"It's a joy to be free again," Cornelius Dupree Jr. told a courtroom full of lawyers, courthouse staff, media members and several fellow DNA exonerees this morning during his very brief testimony. Dupree spent 30 years in jail serving time for a robbery and rape he did not commit, but the hearing that exonerated him took only a few minutes. He served the most time of any person exonerated by DNA in Dallas County. After the judge told him he was free to go, applause and cries of "All right!" erupted in the courtroom.
In 2006, the Innocence Project took on Dupree's case, and the organization's director, Barry Scheck, was on hand calling today "this glorious day." Surrounded by exonerees, Scheck said that "the men behind me are in an exclusive club" that no one should ever belong to -- those wrongly convicted by eyewitness testimony.
He spoke at length about the necessity of reforming witness identification procedures in the 82nd Texas Legislature, which begins next week.

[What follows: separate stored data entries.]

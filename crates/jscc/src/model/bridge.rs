//! Tensor bridge: utilities to convert between host image samples
//! (`dataset::ImageSample`, HWC) and burn NCHW tensors.
//!
//! This module is the boundary between the host data pipeline and the
//! backend. The augmentation pipeline produces `[0, 1]` HWC samples; the
//! model needs `Tensor<B, 4>` NCHW batches.

use burn::prelude::*;
use burn::tensor::TensorData;
use dataset::ImageSample;

/// Convert a batch of image samples to an NCHW tensor.
///
/// # Panics
/// Panics if the batch is empty or if samples have inconsistent dimensions.
pub fn images_to_tensor<B: Backend>(samples: &[ImageSample], device: &B::Device) -> Tensor<B, 4> {
    assert!(!samples.is_empty(), "image batch must not be empty");
    let (h, w, c) = (samples[0].height, samples[0].width, samples[0].channels);
    for (i, sample) in samples.iter().enumerate() {
        assert_eq!(
            (sample.height, sample.width, sample.channels),
            (h, w, c),
            "image {i} has shape {}x{}x{}, expected {h}x{w}x{c}",
            sample.height,
            sample.width,
            sample.channels
        );
    }

    let batch = samples.len();
    let mut flat = Vec::with_capacity(batch * c * h * w);
    for sample in samples {
        for ch in 0..c {
            for y in 0..h {
                for x in 0..w {
                    flat.push(sample.get(y, x, ch));
                }
            }
        }
    }
    Tensor::from_data(TensorData::new(flat, [batch, c, h, w]), device)
}

/// Convert an NCHW tensor back to host image samples.
///
/// Used when dumping reconstructions for inspection.
pub fn tensor_to_images<B: Backend>(tensor: Tensor<B, 4>) -> Vec<ImageSample> {
    let [batch, c, h, w] = tensor.dims();
    let flat: Vec<f32> = tensor.into_data().to_vec().unwrap();

    let mut samples = Vec::with_capacity(batch);
    for b in 0..batch {
        let mut sample = ImageSample::zeros(h, w, c);
        for ch in 0..c {
            for y in 0..h {
                for x in 0..w {
                    let idx = ((b * c + ch) * h + y) * w + x;
                    sample.set(y, x, ch, flat[idx]);
                }
            }
        }
        samples.push(sample);
    }
    samples
}

#[cfg(test)]
mod tests {
    use super::*;
    use burn::backend::ndarray::NdArray;

    type TestBackend = NdArray<f32>;

    #[test]
    fn test_round_trip() {
        let device = Default::default();
        let mut a = ImageSample::zeros(2, 3, 3);
        let mut b = ImageSample::zeros(2, 3, 3);
        for y in 0..2 {
            for x in 0..3 {
                for c in 0..3 {
                    a.set(y, x, c, (y * 9 + x * 3 + c) as f32);
                    b.set(y, x, c, 100.0 + (y * 9 + x * 3 + c) as f32);
                }
            }
        }

        let tensor = images_to_tensor::<TestBackend>(&[a.clone(), b.clone()], &device);
        assert_eq!(tensor.dims(), [2, 3, 2, 3]);

        let back = tensor_to_images::<TestBackend>(tensor);
        assert_eq!(back[0], a);
        assert_eq!(back[1], b);
    }

    #[test]
    fn test_channel_layout_is_planar() {
        let device = Default::default();
        let mut sample = ImageSample::zeros(1, 2, 3);
        // Pixel (0,0) = (1,2,3), pixel (0,1) = (4,5,6).
        sample.set(0, 0, 0, 1.0);
        sample.set(0, 0, 1, 2.0);
        sample.set(0, 0, 2, 3.0);
        sample.set(0, 1, 0, 4.0);
        sample.set(0, 1, 1, 5.0);
        sample.set(0, 1, 2, 6.0);

        let tensor = images_to_tensor::<TestBackend>(std::slice::from_ref(&sample), &device);
        let flat: Vec<f32> = tensor.into_data().to_vec().unwrap();
        // NCHW: all of channel 0 first, then channel 1, then channel 2.
        assert_eq!(flat, vec![1.0, 4.0, 2.0, 5.0, 3.0, 6.0]);
    }

    #[test]
    #[should_panic]
    fn test_inconsistent_shapes_panic() {
        let device: <TestBackend as Backend>::Device = Default::default();
        let _ = images_to_tensor::<TestBackend>(
            &[ImageSample::zeros(2, 2, 3), ImageSample::zeros(4, 4, 3)],
            &device,
        );
    }
}
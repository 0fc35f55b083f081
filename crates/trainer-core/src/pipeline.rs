//! Subcommand implementations for the trainer CLI.

use std::path::{Path, PathBuf};

use burn::backend::ndarray::NdArray;
use burn::backend::Autodiff;
use rand::rngs::StdRng;
use rand::SeedableRng;

use dataset::{Augmentor, ImageFolder};
use jscc::model::channel::{ChannelConfig, ChannelKind};
use jscc::training::metrics::{psnr_db, Mean};
use jscc::training::trainer::{evaluate, load_from_checkpoint, train};

use crate::config::{
    build_augment_config, build_channel_config, build_model_config, build_training_config,
    load_train_toml,
};

type EvalBackend = NdArray<f32>;
type TrainBackend = Autodiff<EvalBackend>;

/// Arguments for the `train` subcommand.
pub struct TrainArgs {
    pub config: PathBuf,
    pub epochs: Option<usize>,
    pub batch_size: Option<usize>,
    pub checkpoint_dir: Option<String>,
    pub resume_from: Option<String>,
    pub train_dir: Option<String>,
    pub test_dir: Option<String>,
    pub seed: Option<u64>,
    pub channel: Option<ChannelKind>,
    pub snr_db: Option<f64>,
}

/// Train the communicator end-to-end.
pub fn run_train(args: TrainArgs) -> anyhow::Result<()> {
    let config_toml = load_train_toml(&args.config)?;

    // Priority chain: built-in defaults < TOML values < CLI flags.
    let mut training = build_training_config(&config_toml.training);
    if let Some(v) = args.epochs {
        training.epochs = v;
    }
    if let Some(v) = args.batch_size {
        training.batch_size = v;
    }
    if let Some(v) = args.checkpoint_dir {
        training.checkpoint_dir = v;
    }
    if let Some(v) = args.resume_from {
        training.resume_from = Some(v);
    }
    if let Some(v) = args.seed {
        training.seed = v;
    }

    let mut channel = build_channel_config(&config_toml.channel);
    if let Some(v) = args.channel {
        channel.kind = v;
    }
    if let Some(v) = args.snr_db {
        channel.snr_db = v;
    }

    let augment = build_augment_config(&config_toml.augment);
    let model_config = build_model_config(channel, &config_toml.model);

    let train_dir = args.train_dir.unwrap_or(config_toml.data.train_dir);
    let test_dir = args.test_dir.unwrap_or(config_toml.data.test_dir);
    let train_data = ImageFolder::load(Path::new(&train_dir))?;
    let test_data = ImageFolder::load(Path::new(&test_dir))?;

    let device = Default::default();
    let (_model, history) = train::<TrainBackend>(
        &training,
        &model_config,
        &augment,
        &train_data,
        &test_data,
        &device,
    )?;

    if let Some(best) = history.best() {
        tracing::info!(
            "Best epoch {}: test loss {:.6} (PSNR {:.2} dB)",
            best.epoch,
            best.test_loss,
            psnr_db(best.test_loss)
        );
    }
    Ok(())
}

/// Arguments for the `eval` subcommand.
pub struct EvalArgs {
    pub config: PathBuf,
    pub checkpoint: PathBuf,
    pub snrs: Vec<f64>,
    pub batch_size: Option<usize>,
    pub channel: Option<ChannelKind>,
    pub test_dir: Option<String>,
    pub seed: u64,
}

/// Evaluate a checkpoint over the test set at one or more SNRs.
pub fn run_eval(args: EvalArgs) -> anyhow::Result<()> {
    let config_toml = load_train_toml(&args.config)?;

    let base_channel = build_channel_config(&config_toml.channel);
    let kind = args.channel.unwrap_or(base_channel.kind);
    let batch_size = args
        .batch_size
        .or(config_toml.training.batch_size)
        .unwrap_or(64);

    let test_dir = args.test_dir.unwrap_or(config_toml.data.test_dir);
    let test_data = ImageFolder::load(Path::new(&test_dir))?;
    let augmentor = Augmentor::new(build_augment_config(&config_toml.augment));
    let device = Default::default();

    for &snr_db in &args.snrs {
        let model_config = build_model_config(
            ChannelConfig::new().with_kind(kind).with_snr_db(snr_db),
            &config_toml.model,
        );
        let model = load_from_checkpoint::<EvalBackend>(&args.checkpoint, &model_config, &device)?;

        let mut loss = Mean::new();
        let mut rng = StdRng::seed_from_u64(args.seed);
        evaluate(
            &model,
            &test_data,
            &augmentor,
            batch_size,
            0,
            &mut loss,
            &mut rng,
            &device,
        )?;

        let mse = loss.result();
        tracing::info!(
            "SNR {snr_db} dB over {kind}: MSE {:.6}, PSNR {:.2} dB",
            mse,
            psnr_db(mse)
        );
    }
    Ok(())
}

"I'm sick and tired of coming to this place," Scheck half-joked, referring to trips to Dallas to represent wrongfully convicted inmates. He called upon the courtroom to "march in lockstep to Austin" to ask legislators to rethink the way witness identification works in Texas.
Dupree, who is 51 now but was 21 when he was incarcerated in 1980 after a fudged eyewitness lineup resulted in faulty eyewitness identification, smiled broadly during the proceedings but spoke of "mixed emotions" about his official declaration of innocence. He's been out on parole since July of last year and married his wife the day he was released.
Still, he told reporters, "Words really can't make up for what I lost." While serving time, he said, "it was only by the grace of God that I was able to sustain."